In a randomized trial, AIDS Clinical Trials Group (ACTG) protocol 5146 (A5146) investigated the use of therapeutic drug monitoring (TDM) to adjust doses of HIV-1 protease inhibitors (PIs) inpatients with prior virologic failure on PI-based therapy who were starting a new PI-based regimen. The overall percentage of "PI trough repeats" such as rescheduled visits or redrawn PI trough specimens increased from 2% to 5% to 10% as the process progressed from the clinical sites, the pharmacology specialty laboratory, and the study team, respectively. Cumulatively, this represents a 17% rate of failure to obtain adequate PI trough sample. While targeting a turnaround of 7 days or less from sample receipt to a drug concentration report, 12% of the received specimens required a longer period to report concentrations. The implementation of dosing changes in the TDM arm were achieved within 7 days or less for 56% of the dose change events and within 14 days or less for 77% of dose change events.

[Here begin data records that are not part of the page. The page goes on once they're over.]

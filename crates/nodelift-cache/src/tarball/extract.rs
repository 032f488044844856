//! Tarball extraction functionality
//!
//! Entries are validated before anything is written: absolute paths and
//! `..` components are rejected, and the leading `strip_components` path
//! components are dropped the way `tar --strip-components` does.

use std::fs;
use std::io::Read;
use std::path::{Component, Path, PathBuf};

use flate2::read::GzDecoder;
use nodelift_core::error::LiftError;
use tar::Archive;
use tracing::debug;

use super::limit::SizeLimitedReader;
use crate::CacheResult;

/// Extraction settings
#[derive(Debug, Clone, Copy, PartialEq, Eq)]
pub struct ExtractOptions {
    /// Leading path components to drop from every entry
    pub strip_components: usize,
    /// Upper bound on decompressed bytes, `None` for unlimited
    pub max_unpacked_bytes: Option<u64>,
}

impl Default for ExtractOptions {
    fn default() -> Self {
        Self {
            strip_components: 1,
            max_unpacked_bytes: None,
        }
    }
}

/// What an extraction wrote
#[derive(Debug, Clone, Default, PartialEq, Eq)]
pub struct ExtractSummary {
    pub files: usize,
    pub directories: usize,
    /// Links, devices and entries with nothing left after stripping
    pub skipped: usize,
}

/// Extract a gzipped tarball to a destination directory
pub fn extract_tarball<R: Read>(
    reader: R,
    dest_dir: &Path,
    options: ExtractOptions,
) -> CacheResult<ExtractSummary> {
    let limited = SizeLimitedReader::new(
        GzDecoder::new(reader),
        options.max_unpacked_bytes.unwrap_or(u64::MAX),
    );
    let counter = limited.counter();

    let result = extract_entries(Archive::new(limited), dest_dir, options.strip_components);
    if counter.exceeded() {
        return Err(LiftError::PayloadTooLarge {
            size: counter.consumed(),
            limit: counter.limit(),
        });
    }
    result
}

fn extract_entries<R: Read>(
    mut archive: Archive<R>,
    dest_dir: &Path,
    strip_components: usize,
) -> CacheResult<ExtractSummary> {
    let io_err = |e| LiftError::io("Failed to read tarball".to_string(), e);

    fs::create_dir_all(dest_dir)
        .map_err(|e| LiftError::io(format!("Failed to create {}", dest_dir.display()), e))?;

    let mut summary = ExtractSummary::default();

    for entry_result in archive.entries().map_err(io_err)? {
        let mut entry = entry_result.map_err(io_err)?;

        let entry_path = entry.path().map_err(io_err)?.into_owned();
        let Some(safe_path) = validate_extract_path(&entry_path, dest_dir, strip_components)? else {
            summary.skipped += 1;
            continue;
        };

        match entry.header().entry_type() {
            tar::EntryType::Regular | tar::EntryType::Continuous => {
                let mode = entry.header().mode().ok();
                extract_regular_file(&mut entry, &safe_path)?;
                set_mode(&safe_path, mode);
                summary.files += 1;
            },
            tar::EntryType::Directory => {
                fs::create_dir_all(&safe_path).map_err(|e| {
                    LiftError::io(format!("Failed to create {}", safe_path.display()), e)
                })?;
                summary.directories += 1;
            },
            other => {
                debug!("skipping {:?} entry {}", other, entry_path.display());
                summary.skipped += 1;
            },
        }
    }

    Ok(summary)
}

/// Validate an entry path, returning `None` when stripping leaves nothing
fn validate_extract_path(
    entry_path: &Path,
    dest_dir: &Path,
    strip_components: usize,
) -> CacheResult<Option<PathBuf>> {
    let unsafe_path = |reason: &str| LiftError::IntegrityFailure {
        package: "tarball".to_string(),
        expected: "relative path within destination".to_string(),
        actual: format!("{}: {}", reason, entry_path.display()),
    };

    let mut safe_path = dest_dir.to_path_buf();
    let mut stripped = 0;
    let mut pushed = false;

    for component in entry_path.components() {
        match component {
            Component::Normal(name) => {
                if stripped < strip_components {
                    stripped += 1;
                } else {
                    safe_path.push(name);
                    pushed = true;
                }
            },
            Component::ParentDir => return Err(unsafe_path("directory traversal")),
            Component::RootDir | Component::Prefix(_) => return Err(unsafe_path("absolute path")),
            Component::CurDir => {},
        }
    }

    Ok(pushed.then_some(safe_path))
}

fn extract_regular_file<R: Read>(entry: &mut tar::Entry<R>, dest_path: &Path) -> CacheResult<()> {
    if let Some(parent) = dest_path.parent() {
        fs::create_dir_all(parent)
            .map_err(|e| LiftError::io(format!("Failed to create {}", parent.display()), e))?;
    }

    let mut file = fs::File::create(dest_path)
        .map_err(|e| LiftError::io(format!("Failed to create {}", dest_path.display()), e))?;

    std::io::copy(entry, &mut file)
        .map_err(|e| LiftError::io(format!("Failed to write {}", dest_path.display()), e))?;

    Ok(())
}

#[cfg(unix)]
fn set_mode(path: &Path, mode: Option<u32>) {
    use std::os::unix::fs::PermissionsExt;

    // Keep files readable and writable by the owner whatever the archive says
    if let Some(mode) = mode {
        let _ = fs::set_permissions(path, fs::Permissions::from_mode(mode | 0o600));
    }
}

#[cfg(not(unix))]
fn set_mode(_path: &Path, _mode: Option<u32>) {}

This quality assurance analysis provides a valuable summary of the specific points in the TDM process that could be improved during a multicenter clinical trial including: 1) shortening the timeline of sample shipment from clinical site to the laboratory; 2) performing the collection of PI trough specimen within the targeted sampling window by careful monitoring of the last dose times and collection times by the clinicians; 3) increasing patient adherence counseling to reduce the number of samples that are redrawn due to suspecting inconsistent adherence; and 4) decreasing the time to successful TDM-based dose adjustment. The application of some of these findings may also be relevant to single-center studies or clinical TDM programs within a hospital.